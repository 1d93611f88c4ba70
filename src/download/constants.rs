//! Constants for the download module (timeouts, sampling, filename limits).

use std::time::Duration;

/// Default HTTP connect timeout (30 seconds).
pub const CONNECT_TIMEOUT_SECS: u64 = 30;

/// Default timeout for primary URL resolution calls (short, JSON only).
pub const RESOLVE_TIMEOUT_SECS: u64 = 15;

/// Default timeout for a whole bulk transfer (1 hour).
pub const TRANSFER_TIMEOUT_SECS: u64 = 3600;

/// Minimum spacing between progress samples.
pub const MIN_PROGRESS_INTERVAL: Duration = Duration::from_millis(500);

/// Maximum Retry-After header value (1 hour) to prevent excessive delays.
pub const MAX_RETRY_AFTER: Duration = Duration::from_secs(3600);

/// Maximum characters kept in a derived filename base (before the extension).
pub const MAX_FILENAME_BASE_CHARS: usize = 200;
***
WHAT YOU SHOULD DO:
There is a line above that contains "pub const MIN_PROGRESS_INTERVAL: Duration". Copy it and all later lines through the last, exactly, and leave out the rest.

COMPLETED EXERCISE:
pub const MIN_PROGRESS_INTERVAL: Duration = Duration::from_millis(500);

/// Maximum Retry-After header value (1 hour) to prevent excessive delays.
pub const MAX_RETRY_AFTER: Duration = Duration::from_secs(3600);

/// Maximum characters kept in a derived filename base (before the extension).
pub const MAX_FILENAME_BASE_CHARS: usize = 200;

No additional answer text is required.